Findings on Procedural Understanding
Group Comparison of Accuracy Scores
As shown in Table 1, the procedural understanding accuracy score of the AI-supported group (M = 1.95) was found to be significantly higher than that of the instructor-supported group (M = 1.87) (Mann–Whitney U = 557.0, p = .028, Cohen’s d = 0.24). This represents a small but consistent effect, indicating that AI support slightly improved procedural accuracy. Overall, the findings indicate a modest advantage for the AI-supported group in procedural accuracy.

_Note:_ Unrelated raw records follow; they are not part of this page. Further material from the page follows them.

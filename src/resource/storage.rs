//! Storage projections
//!
//! Only S3 buckets have a detail endpoint; other flavors are rejected.

use super::summary::{new_summary, to_json, ResourceSummary};
use crate::error::{Result, SpinupError};
use crate::spinup::resource::Resource;
use crate::spinup::storage::{S3StorageInfo, S3StorageUser, S3StorageUsers};
use crate::spinup::{Params, SpinupClient};
use serde::Serialize;
use serde_json::Value;

#[derive(Debug, Clone, PartialEq, Serialize)]
pub struct UserView {
    pub username: String,
    pub created_at: String,
    pub last_used: String,
    pub key_id: Vec<String>,
}

#[derive(Debug, Serialize)]
pub struct StorageDetails {
    #[serde(flatten)]
    pub summary: ResourceSummary,
    pub empty: bool,
    pub users: Vec<UserView>,
}

fn require_s3(resource: &Resource) -> Result<()> {
    match resource.flavor() {
        "s3" | "s3bucket" => Ok(()),
        "efs" => Err(SpinupError::UnsupportedKind(
            "storage flavor efs is not supported yet".to_string(),
        )),
        other => Err(SpinupError::UnsupportedKind(format!(
            "unknown storage flavor: {}",
            other
        ))),
    }
}

fn params(resource: &Resource) -> Params {
    Params::resource(&resource.space, &resource.name)
}

pub async fn summary(client: &SpinupClient, resource: &Resource) -> Result<Value> {
    require_s3(resource)?;
    let size = client.size(resource.size_id).await?;
    let info: S3StorageInfo = client.get(&params(resource)).await?;
    to_json(&new_summary(resource, &size, info.state()))
}

pub async fn details(client: &SpinupClient, resource: &Resource) -> Result<Value> {
    require_s3(resource)?;
    let size = client.size(resource.size_id).await?;
    let info: S3StorageInfo = client.get(&params(resource)).await?;
    let listed: S3StorageUsers = client.get(&params(resource)).await?;

    let mut users = Vec::with_capacity(listed.0.len());
    for u in &listed.0 {
        let detail: S3StorageUser = client
            .get(&params(resource).with("user", u.user_name.as_str()))
            .await?;
        users.push(user_view(u, &detail));
    }

    to_json(&StorageDetails {
        summary: new_summary(resource, &size, info.state()),
        empty: info.empty,
        users,
    })
}

/// Listing entry plus the key ids from its detail lookup
fn user_view(listed: &S3StorageUser, detail: &S3StorageUser) -> UserView {
    UserView {
        username: listed.user_name.clone(),
        created_at: listed.create_date.clone(),
        last_used: listed.password_last_used.clone(),
        key_id: detail
            .access_keys
            .iter()
            .map(|k| k.access_key_id.clone())
            .collect(),
    }
}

These findings provide empirical support for H1 by confirming higher procedural accuracy in the AI-supported condition.
Comparison of Procedural Understanding Accuracy Scores by Group.
Analysis of Examples Related to Procedural Understanding
Instructor-Supported Group
In the instructor-supported group, responses predominantly reflected rule-based procedural knowledge. Correct examples most frequently involved standard applications of formulas and operational rules, whereas partially correct and incorrect examples were observed in cases of procedural omissions, oversimplified definitions, or misapplication of commonly used rules. Overall, the distribution of example types indicates that procedural understanding in this group was largely aligned with instruction-based procedural performance. This pattern suggests that procedural accuracy in the instructor-supported group was shaped primarily by formal instruction, with limited spontaneous variation in example construction.
AI-Supported Group
In the AI-supported group, responses predominantly consisted of correct and standardized rule-based procedural examples. Correct examples most frequently reflected direct application of well-established formulas and operational rules. Partially correct examples were observed less frequently and were mainly associated with overgeneralization of procedural rules or incomplete procedural specifications. Incorrect examples were rare in this group. Overall, the distribution of example types indicates higher procedural accuracy in the AI-supported group compared to the instructor-supported group. This consistency reflects the stabilizing effect of AI-generated exemplars on procedural execution.
Findings on Relational Understanding
Group Comparison of Accuracy Scores
Table 2 shows the comparison of relational understanding accuracy scores between the instructor-supported and AI-supported groups.
Comparison of Relational Understanding Accuracy Scores by Group.
As shown in Table 2, the AI-supported group (M = 1.89) outperformed the instructor-supported group (M = 1.74) in relational understanding (Mann–Whitney U = 478.5, p = .003, Cohen’s d = 0.31). This finding indicates a statistically significant difference between the two groups, with a small effect size. Overall, the results demonstrate higher relational understanding accuracy in the AI-supported group compared to the instructor-supported group. Together with the procedural findings, these results support H1 by confirming that AI-supported participants demonstrated higher procedural and relational accuracy than those in the instructor-supported condition. However, as elaborated in the qualitative analyses and discussed in the following sections, this advantage was primarily reflected in structurally complete but often surface-level conceptual explanations rather than deeply elaborated relational reasoning.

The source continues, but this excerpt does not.